Available records.

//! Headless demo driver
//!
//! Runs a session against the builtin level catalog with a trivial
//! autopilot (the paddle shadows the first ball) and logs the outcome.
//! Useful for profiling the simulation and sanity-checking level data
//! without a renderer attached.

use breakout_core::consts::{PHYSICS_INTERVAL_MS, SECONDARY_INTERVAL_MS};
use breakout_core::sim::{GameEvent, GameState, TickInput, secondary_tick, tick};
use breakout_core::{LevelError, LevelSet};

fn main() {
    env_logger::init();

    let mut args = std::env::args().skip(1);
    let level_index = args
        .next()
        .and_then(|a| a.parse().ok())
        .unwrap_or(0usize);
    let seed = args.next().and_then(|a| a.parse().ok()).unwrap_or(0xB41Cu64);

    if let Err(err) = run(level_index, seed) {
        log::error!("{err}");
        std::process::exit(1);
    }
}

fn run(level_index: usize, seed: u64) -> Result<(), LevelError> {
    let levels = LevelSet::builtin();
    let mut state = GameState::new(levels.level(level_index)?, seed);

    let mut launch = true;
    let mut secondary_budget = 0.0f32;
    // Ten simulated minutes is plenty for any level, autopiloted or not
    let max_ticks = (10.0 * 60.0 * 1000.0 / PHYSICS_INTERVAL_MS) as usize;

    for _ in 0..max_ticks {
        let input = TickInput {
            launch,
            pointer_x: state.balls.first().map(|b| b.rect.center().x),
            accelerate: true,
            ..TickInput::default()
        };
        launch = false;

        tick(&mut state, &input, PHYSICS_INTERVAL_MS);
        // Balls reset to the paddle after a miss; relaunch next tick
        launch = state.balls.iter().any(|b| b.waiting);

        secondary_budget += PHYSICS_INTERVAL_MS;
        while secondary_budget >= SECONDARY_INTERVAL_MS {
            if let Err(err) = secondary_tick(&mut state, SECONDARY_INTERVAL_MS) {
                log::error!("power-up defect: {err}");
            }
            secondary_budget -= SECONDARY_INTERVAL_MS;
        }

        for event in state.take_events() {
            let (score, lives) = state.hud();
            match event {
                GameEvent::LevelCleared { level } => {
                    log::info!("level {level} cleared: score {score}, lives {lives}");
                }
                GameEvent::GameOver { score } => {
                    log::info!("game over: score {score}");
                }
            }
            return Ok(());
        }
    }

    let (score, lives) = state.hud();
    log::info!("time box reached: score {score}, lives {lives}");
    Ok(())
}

Task to complete. Set down exactly, and only, the lines from the one containing "tick(&mut state, &input, PHYSICS_INTERVAL_MS);" through the final line of the entries above.

Your response.
        tick(&mut state, &input, PHYSICS_INTERVAL_MS);
        // Balls reset to the paddle after a miss; relaunch next tick
        launch = state.balls.iter().any(|b| b.waiting);

        secondary_budget += PHYSICS_INTERVAL_MS;
        while secondary_budget >= SECONDARY_INTERVAL_MS {
            if let Err(err) = secondary_tick(&mut state, SECONDARY_INTERVAL_MS) {
                log::error!("power-up defect: {err}");
            }
            secondary_budget -= SECONDARY_INTERVAL_MS;
        }

        for event in state.take_events() {
            let (score, lives) = state.hud();
            match event {
                GameEvent::LevelCleared { level } => {
                    log::info!("level {level} cleared: score {score}, lives {lives}");
                }
                GameEvent::GameOver { score } => {
                    log::info!("game over: score {score}");
                }
            }
            return Ok(());
        }
    }

    let (score, lives) = state.hud();
    log::info!("time box reached: score {score}, lives {lives}");
    Ok(())
}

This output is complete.